* WHAT IS EXPECTED *
Set out exactly, line by line, the stretch of data below that begins at the line containing "self.backoff_multiplier.powi(retry.saturating_sub(1) as i32);" and ends at the line containing "warn!(attempts = attempt", with both ends kept.
··········
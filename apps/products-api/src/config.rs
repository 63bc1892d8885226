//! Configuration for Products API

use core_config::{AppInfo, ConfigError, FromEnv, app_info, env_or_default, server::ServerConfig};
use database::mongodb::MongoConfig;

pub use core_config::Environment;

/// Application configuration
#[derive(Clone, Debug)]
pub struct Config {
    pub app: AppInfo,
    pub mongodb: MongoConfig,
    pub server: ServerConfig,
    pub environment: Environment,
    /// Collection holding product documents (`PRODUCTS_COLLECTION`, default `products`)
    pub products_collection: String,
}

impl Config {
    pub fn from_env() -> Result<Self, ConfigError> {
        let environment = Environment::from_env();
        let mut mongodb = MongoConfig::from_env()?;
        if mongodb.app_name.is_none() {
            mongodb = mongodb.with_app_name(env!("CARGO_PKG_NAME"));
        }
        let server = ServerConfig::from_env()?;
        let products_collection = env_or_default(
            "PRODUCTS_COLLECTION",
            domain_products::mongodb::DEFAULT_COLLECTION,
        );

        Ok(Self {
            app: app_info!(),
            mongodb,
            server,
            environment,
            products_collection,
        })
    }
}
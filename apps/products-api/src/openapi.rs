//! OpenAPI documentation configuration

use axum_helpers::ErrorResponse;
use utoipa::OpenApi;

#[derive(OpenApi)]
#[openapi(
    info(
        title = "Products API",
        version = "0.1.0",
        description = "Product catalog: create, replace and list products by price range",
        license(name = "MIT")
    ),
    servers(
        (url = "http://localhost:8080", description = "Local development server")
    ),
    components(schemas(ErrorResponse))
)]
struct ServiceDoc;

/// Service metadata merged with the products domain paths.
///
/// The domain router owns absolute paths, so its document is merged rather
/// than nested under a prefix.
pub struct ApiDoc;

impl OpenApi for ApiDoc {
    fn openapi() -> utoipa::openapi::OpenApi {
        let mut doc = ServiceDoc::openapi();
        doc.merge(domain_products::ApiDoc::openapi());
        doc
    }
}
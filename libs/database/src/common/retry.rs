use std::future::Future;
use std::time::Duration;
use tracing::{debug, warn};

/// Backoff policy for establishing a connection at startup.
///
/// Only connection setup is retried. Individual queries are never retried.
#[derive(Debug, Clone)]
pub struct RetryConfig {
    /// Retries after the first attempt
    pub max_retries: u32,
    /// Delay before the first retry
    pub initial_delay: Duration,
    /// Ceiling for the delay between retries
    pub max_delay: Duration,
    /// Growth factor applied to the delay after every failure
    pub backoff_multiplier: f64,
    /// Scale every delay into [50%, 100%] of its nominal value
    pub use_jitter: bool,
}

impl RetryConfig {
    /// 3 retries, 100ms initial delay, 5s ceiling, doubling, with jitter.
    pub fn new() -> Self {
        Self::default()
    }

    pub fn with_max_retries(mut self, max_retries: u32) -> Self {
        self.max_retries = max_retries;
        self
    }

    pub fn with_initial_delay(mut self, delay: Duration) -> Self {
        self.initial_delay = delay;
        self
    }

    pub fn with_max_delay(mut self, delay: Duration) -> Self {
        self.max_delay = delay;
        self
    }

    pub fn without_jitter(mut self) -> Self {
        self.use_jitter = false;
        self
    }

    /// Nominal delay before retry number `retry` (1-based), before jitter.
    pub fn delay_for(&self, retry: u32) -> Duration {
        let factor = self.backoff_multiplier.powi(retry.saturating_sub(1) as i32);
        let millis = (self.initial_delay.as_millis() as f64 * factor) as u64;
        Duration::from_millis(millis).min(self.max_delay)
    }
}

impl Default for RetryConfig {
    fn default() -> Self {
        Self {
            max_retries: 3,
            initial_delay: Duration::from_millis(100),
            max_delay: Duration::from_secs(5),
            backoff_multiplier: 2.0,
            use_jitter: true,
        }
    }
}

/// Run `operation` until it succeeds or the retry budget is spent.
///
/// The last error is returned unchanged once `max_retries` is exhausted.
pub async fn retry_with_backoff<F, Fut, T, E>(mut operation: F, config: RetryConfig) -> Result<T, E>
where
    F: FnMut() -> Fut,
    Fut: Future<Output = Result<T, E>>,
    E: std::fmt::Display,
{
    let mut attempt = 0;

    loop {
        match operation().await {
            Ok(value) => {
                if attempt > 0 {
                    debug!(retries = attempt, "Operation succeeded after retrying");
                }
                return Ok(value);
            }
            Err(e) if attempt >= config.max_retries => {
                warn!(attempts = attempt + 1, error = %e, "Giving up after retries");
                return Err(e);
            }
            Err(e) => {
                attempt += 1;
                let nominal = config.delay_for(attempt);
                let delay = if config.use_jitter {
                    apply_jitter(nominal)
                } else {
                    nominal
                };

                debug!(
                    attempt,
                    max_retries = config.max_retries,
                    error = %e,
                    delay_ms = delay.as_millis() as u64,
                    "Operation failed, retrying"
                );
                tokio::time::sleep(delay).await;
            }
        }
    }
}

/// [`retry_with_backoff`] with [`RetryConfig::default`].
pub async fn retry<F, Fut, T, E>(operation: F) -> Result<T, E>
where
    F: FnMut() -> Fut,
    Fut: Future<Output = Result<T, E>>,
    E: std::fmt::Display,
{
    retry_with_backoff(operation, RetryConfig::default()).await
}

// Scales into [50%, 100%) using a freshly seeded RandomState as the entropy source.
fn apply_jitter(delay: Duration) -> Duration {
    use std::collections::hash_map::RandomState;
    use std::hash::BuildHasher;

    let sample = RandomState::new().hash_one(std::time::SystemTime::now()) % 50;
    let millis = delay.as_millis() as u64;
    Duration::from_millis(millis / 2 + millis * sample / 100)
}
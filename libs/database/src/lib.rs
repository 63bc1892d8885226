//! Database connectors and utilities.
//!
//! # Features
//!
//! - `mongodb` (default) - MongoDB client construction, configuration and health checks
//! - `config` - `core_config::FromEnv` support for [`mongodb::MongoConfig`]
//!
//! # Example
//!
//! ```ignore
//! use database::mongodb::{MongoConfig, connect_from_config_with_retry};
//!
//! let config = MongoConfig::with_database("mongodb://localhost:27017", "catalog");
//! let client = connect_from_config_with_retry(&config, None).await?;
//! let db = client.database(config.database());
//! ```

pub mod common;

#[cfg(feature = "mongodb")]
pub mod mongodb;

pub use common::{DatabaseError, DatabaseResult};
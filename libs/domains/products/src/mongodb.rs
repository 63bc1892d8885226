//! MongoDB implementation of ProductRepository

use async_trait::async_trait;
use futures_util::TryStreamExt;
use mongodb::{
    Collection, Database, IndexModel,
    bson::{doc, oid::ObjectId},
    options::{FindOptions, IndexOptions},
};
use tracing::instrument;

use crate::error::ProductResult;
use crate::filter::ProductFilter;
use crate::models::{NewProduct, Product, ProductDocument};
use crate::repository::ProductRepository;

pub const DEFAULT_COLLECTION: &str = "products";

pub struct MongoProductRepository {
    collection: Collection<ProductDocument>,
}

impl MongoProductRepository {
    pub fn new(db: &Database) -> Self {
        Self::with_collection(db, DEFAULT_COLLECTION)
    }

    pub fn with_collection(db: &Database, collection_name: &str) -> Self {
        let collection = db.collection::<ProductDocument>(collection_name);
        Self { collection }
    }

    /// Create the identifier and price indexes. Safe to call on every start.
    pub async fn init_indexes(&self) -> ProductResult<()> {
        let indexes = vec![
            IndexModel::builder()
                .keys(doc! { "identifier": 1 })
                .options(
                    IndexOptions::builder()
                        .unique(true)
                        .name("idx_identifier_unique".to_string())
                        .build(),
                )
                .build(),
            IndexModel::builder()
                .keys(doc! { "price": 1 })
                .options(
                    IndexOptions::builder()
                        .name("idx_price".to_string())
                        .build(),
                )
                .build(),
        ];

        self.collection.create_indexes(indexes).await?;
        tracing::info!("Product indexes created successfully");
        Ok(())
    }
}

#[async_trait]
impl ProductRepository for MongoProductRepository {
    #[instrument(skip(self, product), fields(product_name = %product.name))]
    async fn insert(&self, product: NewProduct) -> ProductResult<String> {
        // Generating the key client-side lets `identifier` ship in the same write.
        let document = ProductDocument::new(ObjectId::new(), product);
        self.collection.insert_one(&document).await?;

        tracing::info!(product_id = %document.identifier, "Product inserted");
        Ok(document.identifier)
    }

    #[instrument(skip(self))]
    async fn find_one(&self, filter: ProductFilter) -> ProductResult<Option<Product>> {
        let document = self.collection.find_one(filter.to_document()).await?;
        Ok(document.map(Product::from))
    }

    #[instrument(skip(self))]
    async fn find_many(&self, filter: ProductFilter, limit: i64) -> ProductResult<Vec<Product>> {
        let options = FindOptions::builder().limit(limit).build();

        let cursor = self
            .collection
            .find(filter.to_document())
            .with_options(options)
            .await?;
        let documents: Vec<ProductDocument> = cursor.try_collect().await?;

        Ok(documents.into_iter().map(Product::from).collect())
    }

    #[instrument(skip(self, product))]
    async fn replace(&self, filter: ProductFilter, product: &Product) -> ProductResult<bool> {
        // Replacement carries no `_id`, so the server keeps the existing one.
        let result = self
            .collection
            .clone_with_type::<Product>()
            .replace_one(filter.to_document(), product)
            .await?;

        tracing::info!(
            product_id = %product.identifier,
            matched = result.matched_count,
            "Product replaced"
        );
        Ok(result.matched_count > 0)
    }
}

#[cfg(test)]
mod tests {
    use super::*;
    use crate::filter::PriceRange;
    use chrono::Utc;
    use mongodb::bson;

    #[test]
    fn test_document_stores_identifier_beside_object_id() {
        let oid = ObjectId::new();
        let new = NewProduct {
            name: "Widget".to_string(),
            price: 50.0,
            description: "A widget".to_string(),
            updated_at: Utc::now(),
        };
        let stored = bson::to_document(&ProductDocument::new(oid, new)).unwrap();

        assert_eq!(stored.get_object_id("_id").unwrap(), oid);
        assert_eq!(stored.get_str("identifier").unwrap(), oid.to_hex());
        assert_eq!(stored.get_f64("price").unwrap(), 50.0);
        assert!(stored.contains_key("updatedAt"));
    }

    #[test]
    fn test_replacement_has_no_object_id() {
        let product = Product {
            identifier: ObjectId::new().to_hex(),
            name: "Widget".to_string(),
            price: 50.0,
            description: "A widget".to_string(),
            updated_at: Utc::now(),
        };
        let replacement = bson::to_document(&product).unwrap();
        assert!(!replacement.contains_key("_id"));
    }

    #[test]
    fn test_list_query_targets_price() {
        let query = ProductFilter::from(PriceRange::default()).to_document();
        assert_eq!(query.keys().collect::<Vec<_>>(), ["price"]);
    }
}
··········
* SOLUTION *
        let factor = self.backoff_multiplier.powi(retry.saturating_sub(1) as i32);
        let millis = (self.initial_delay.as_millis() as f64 * factor) as u64;
        Duration::from_millis(millis).min(self.max_delay)
    }
}

impl Default for RetryConfig {
    fn default() -> Self {
        Self {
            max_retries: 3,
            initial_delay: Duration::from_millis(100),
            max_delay: Duration::from_secs(5),
            backoff_multiplier: 2.0,
            use_jitter: true,
        }
    }
}

/// Run `operation` until it succeeds or the retry budget is spent.
///
/// The last error is returned unchanged once `max_retries` is exhausted.
pub async fn retry_with_backoff<F, Fut, T, E>(mut operation: F, config: RetryConfig) -> Result<T, E>
where
    F: FnMut() -> Fut,
    Fut: Future<Output = Result<T, E>>,
    E: std::fmt::Display,
{
    let mut attempt = 0;

    loop {
        match operation().await {
            Ok(value) => {
                if attempt > 0 {
                    debug!(retries = attempt, "Operation succeeded after retrying");
                }
                return Ok(value);
            }
            Err(e) if attempt >= config.max_retries => {
                warn!(attempts = attempt + 1, error = %e, "Giving up after retries");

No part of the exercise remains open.